Yes, pump and dump is absolutely illegal in the United States. As a matter of fact, this type of tactic is illegal in most countries around the globe. You must have heard of this type of strategy from somewhere, or the idea of it could have erupted in your head, but the thing is, if you’re going down this path, you should be aware of the serious legal trouble you can get in later down the line.

Pump And Dump

What’s a Pump and Dump?

It​‍​‌‍​‍‌​‍​‌‍​‍‌ is a widely known scam from a long time ago that a pump and dump is essentially one. To give the idea of it in the simplest words possible, well, it is when an individual or group disseminates completely fabricated or at least greatly misleading information in order to convince people to buy a stock or a cryptocurrency. Because of all the buying, the price skyrockets, hence the “pump.” After that, the fraudsters unload their shares at the high price, hence the ​‍​‌‍​‍‌​‍​‌‍​‍‌“dump.”

The​‍​‌‍​‍‌​‍​‌‍​‍‌ price goes down drastically after these people withdraw their money, and regular investors are stuck with heavy losses. To put it simply, it’s a ploy from the time when the stock market was in its infancy, and presently, it has also penetrated the crypto ​‍​‌‍​‍‌​‍​‌‍​‍‌world.

How Do These Scams Actually Work?

In​‍​‌‍​‍‌​‍​‌‍​‍‌ the past, fraudsters operated pump and dump schemes via “boiler rooms” that involved making cold calls to trick investors into buying low-priced stocks. Now, the majority of the work is done on the internet. Scammers rely on social media, group chats, counterfeit websites, or even influencer accounts to create excitement around a stock or a ​‍​‌‍​‍‌​‍​‌‍​‍‌coin.

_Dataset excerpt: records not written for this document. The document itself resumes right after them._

use serde::Serialize;
use std::fs::{self, File};
use std::io::{self, Write};
use std::path::{Path, PathBuf};

use crate::error::Result;

/// Streaming JSON Lines writer.
/// - one record, one JSON object
/// - every object ends with '\n'
/// - no enclosing array, no commas
pub struct JsonlWriter<W: Write> {
    inner: W,
}

impl<W: Write> JsonlWriter<W> {
    pub fn new(inner: W) -> Self {
        Self { inner }
    }

    pub fn write<T: Serialize>(&mut self, value: &T) -> io::Result<()> {
        serde_json::to_writer(&mut self.inner, value)
            .map_err(|e| io::Error::new(io::ErrorKind::InvalidData, e))?;
        self.inner.write_all(b"\n")?;
        Ok(())
    }

    pub fn flush(&mut self) -> io::Result<()> {
        self.inner.flush()
    }
}

#[derive(Debug, Clone, Copy, PartialEq, Eq, Default)]
pub enum Format {
    /// Pretty printed array.
    #[default]
    Json,
    Jsonl,
}

/// Renders a whole table in memory.
pub fn render<T: Serialize>(records: &[T], format: Format) -> Result<Vec<u8>> {
    let mut buf = Vec::new();
    match format {
        Format::Json => write_json(records, &mut buf)?,
        Format::Jsonl => write_jsonl(records, &mut buf)?,
    }
    Ok(buf)
}

/// Writes `records` as a pretty JSON array followed by a newline.
pub fn write_json<T: Serialize, W: Write>(records: &[T], mut writer: W) -> Result<()> {
    serde_json::to_writer_pretty(&mut writer, records).map_err(io::Error::from)?;
    writer.write_all(b"\n")?;
    writer.flush()?;
    Ok(())
}

pub fn write_jsonl<T: Serialize, W: Write>(records: &[T], writer: W) -> Result<()> {
    let mut out = JsonlWriter::new(writer);
    for record in records {
        out.write(record)?;
    }
    out.flush()?;
    Ok(())
}

/// Where a rendered table goes.
#[derive(Debug, Clone, PartialEq, Eq)]
pub enum Sink {
    Stdout,
    File(PathBuf),
}

impl Sink {
    pub fn from_arg(out: Option<&Path>) -> Self {
        match out {
            Some(path) => Sink::File(path.to_path_buf()),
            None => Sink::Stdout,
        }
    }

    pub fn write(&self, contents: &[u8]) -> Result<()> {
        match self {
            Sink::Stdout => {
                let mut stdout = io::stdout().lock();
                stdout.write_all(contents)?;
                stdout.flush()?;
            }
            Sink::File(path) => write_atomic(path, contents)?,
        }
        Ok(())
    }

    /// Removes a file target after a failed run. Stdout has nothing to undo.
    pub fn discard(&self) {
        if let Sink::File(path) = self {
            discard(path);
        }
    }
}

/// Removes `path` if present, so a failed run leaves no stale table behind.
pub fn discard(path: &Path) {
    match fs::remove_file(path) {
        Ok(()) => log::info!("[-] Removed stale {}", path.display()),
        Err(err) if err.kind() == io::ErrorKind::NotFound => {}
        Err(err) => log::warn!("Unable to remove {}: {}", path.display(), err),
    }
}

/// Hidden sibling `.<name>.tmp` next to `path`.
pub fn temp_path(path: &Path) -> PathBuf {
    let name = path.file_name().map(|n| n.to_string_lossy().into_owned()).unwrap_or_default();
    path.with_file_name(format!(".{}.tmp", name))
}

/// Replaces `path` with `contents`, leaving it untouched on failure.
pub fn write_atomic(path: &Path, contents: &[u8]) -> io::Result<()> {
    let tmp = temp_path(path);

    let res = File::create(&tmp)
        .and_then(|mut file| {
            file.write_all(contents)?;
            file.sync_all()
        })
        .and_then(|()| fs::rename(&tmp, path));

    if res.is_err() {
        let _ = fs::remove_file(&tmp);
    }
    res
}
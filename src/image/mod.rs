pub mod sector;

use std::fs::File;
use std::io::{self, BufReader, Read, Seek, SeekFrom};
use std::path::Path;

use crate::error::{ExtractError, FormatError, Result};
use sector::{SectorHeader, SectorLayout, DATA_SIZE, RAW_HEADER_SIZE};

/// An opened game disc image, addressed by data address.
///
/// Data addresses count only the 2048 user data bytes of every sector, so a
/// table that straddles a sector boundary reads as one contiguous run.
pub struct GameImage<R = BufReader<File>> {
    reader: R,
    layout: SectorLayout,
    file_size: u64,
    data_len: u64,
    checked_sector: Option<u64>,
}

impl GameImage<BufReader<File>> {
    pub fn open(path: impl AsRef<Path>) -> Result<Self> {
        let path = path.as_ref();
        let file = File::open(path).map_err(|err| match err.kind() {
            io::ErrorKind::NotFound => ExtractError::NotFound { path: path.to_path_buf() },
            _ => ExtractError::Io(err),
        })?;
        Self::from_reader(BufReader::new(file))
    }
}

impl<R: Read + Seek> GameImage<R> {
    pub fn from_reader(mut reader: R) -> Result<Self> {
        let file_size = reader.seek(SeekFrom::End(0))?;
        reader.seek(SeekFrom::Start(0))?;

        let mut first = [0u8; 12];
        let layout = if file_size >= first.len() as u64 {
            reader.read_exact(&mut first)?;
            SectorLayout::detect(&first)
        } else {
            SectorLayout::Cooked2048
        };

        let sector_size = layout.sector_size();
        if file_size < sector_size {
            return Err(FormatError::TooSmall { len: file_size, sector_size }.into());
        }

        let data_len = match layout {
            SectorLayout::Raw2352 => {
                let trailing = file_size % sector_size;
                if trailing != 0 {
                    log::warn!("Ignoring {} trailing bytes after the last full sector", trailing);
                }
                (file_size / sector_size) * DATA_SIZE
            }
            SectorLayout::Cooked2048 => file_size,
        };

        log::debug!("Image is {:?}, {} bytes, {:#x} data bytes", layout, file_size, data_len);

        Ok(Self { reader, layout, file_size, data_len, checked_sector: None })
    }

    pub fn layout(&self) -> SectorLayout {
        self.layout
    }

    pub fn file_size(&self) -> u64 {
        self.file_size
    }

    /// Number of addressable data bytes.
    pub fn data_len(&self) -> u64 {
        self.data_len
    }

    /// Fails with `OutOfBounds` unless `offset..offset + length` is readable.
    pub fn check_bounds(&self, offset: u64, length: u64) -> Result<()> {
        match offset.checked_add(length) {
            Some(end) if end <= self.data_len => Ok(()),
            _ => Err(ExtractError::OutOfBounds { offset, length, data_len: self.data_len }),
        }
    }

    /// Reads `length` data bytes starting at data address `offset`.
    pub fn read_at(&mut self, offset: u64, length: usize) -> Result<Vec<u8>> {
        self.check_bounds(offset, length as u64)?;

        let mut buf = vec![0u8; length];
        let mut filled = 0;
        while filled < length {
            let address = offset + filled as u64;
            let in_sector = address % DATA_SIZE;
            let chunk = std::cmp::min(DATA_SIZE - in_sector, (length - filled) as u64) as usize;

            if self.layout == SectorLayout::Raw2352 {
                self.check_sector(address / DATA_SIZE)?;
            }

            self.reader.seek(SeekFrom::Start(self.layout.real_offset(address)))?;
            self.reader.read_exact(&mut buf[filled..filled + chunk])?;
            filled += chunk;
        }

        Ok(buf)
    }

    fn check_sector(&mut self, sector: u64) -> Result<()> {
        if self.checked_sector == Some(sector) {
            return Ok(());
        }

        let mut raw = [0u8; RAW_HEADER_SIZE as usize];
        self.reader.seek(SeekFrom::Start(sector * self.layout.sector_size()))?;
        self.reader.read_exact(&mut raw)?;
        let header = SectorHeader::parse(sector, &raw)?;
        if header.lba() != sector {
            log::trace!("Sector {} carries address {:02}:{:02}:{:02}", sector, header.minute, header.second, header.frame);
        }

        self.checked_sector = Some(sector);
        Ok(())
    }
}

In​‍​‌‍​‍‌​‍​‌‍​‍‌ order to hype people up, they could assert that they have “inside info” or invent success stories. As soon as the price increases, they get rid of their products quickly; thus, most people are left with shares or tokens that have no value. Small-cap stocks and newly launched cryptocurrencies are usually the ones to which these kinds of operations are directed because of the simplicity of the ​‍​‌‍​‍‌​‍​‌‍​‍‌manipulation.

Is Pump and Dump Illegal in the U.S.?

Yes​‍​‌‍​‍‌​‍​‌‍​‍‌, absolutely illegal. According to 18 U.S. Code § 1348, it is, in actuality, a crime punishable at the federal level to trick or exploit investors for personal gain. Just the endeavor of performing a pump and dump without benefiting financially is also regarded as an unlawful ​‍​‌‍​‍‌​‍​‌‍​‍‌act.

If​‍​‌‍​‍‌​‍​‌‍​‍‌ you are caught, you may be sentenced to 25 years in prison at most and be liable for very large fines. Moreover, it is not only the principal perpetrators that this threat concerns, as a matter of fact, any individual who deliberately facilitates the dissemination of false information can also be severely ​‍​‌‍​‍‌​‍​‌‍​‍‌punished.

Real-Life Examples

One​‍​‌‍​‍‌​‍​‌‍​‍‌ of the most famous examples is Stratton Oakmont, the firm that was associated with Jordan Belfort, maybe you got the reference from The Wolf of Wall Street. That was a fun movie, but it is a real story. Like, what they did was to artificially inflate the value of the low-priced stocks, sell them at the high prices, and then the investors were the ones to bear the ​‍​‌‍​‍‌​‍​‌‍​‍‌losses.

For​‍​‌‍​‍‌​‍​‌‍​‍‌ quite a while, the crypto market has been full of stories about “pump groups” on Telegram and Discord doing exactly the same thing: they choose random coins, make a fuss about them, unload their stocks, and then vanish. In fact, the case of Enron, a major corporate scandal, has been found to utilize manipulative tactics of the same kind before its ​‍​‌‍​‍‌​‍​‌‍​‍‌collapse. It sounds a get-rich-quick scheme, which it of course is, but you’ll get in some serious trouble for doing something like that. Keep that one in mind.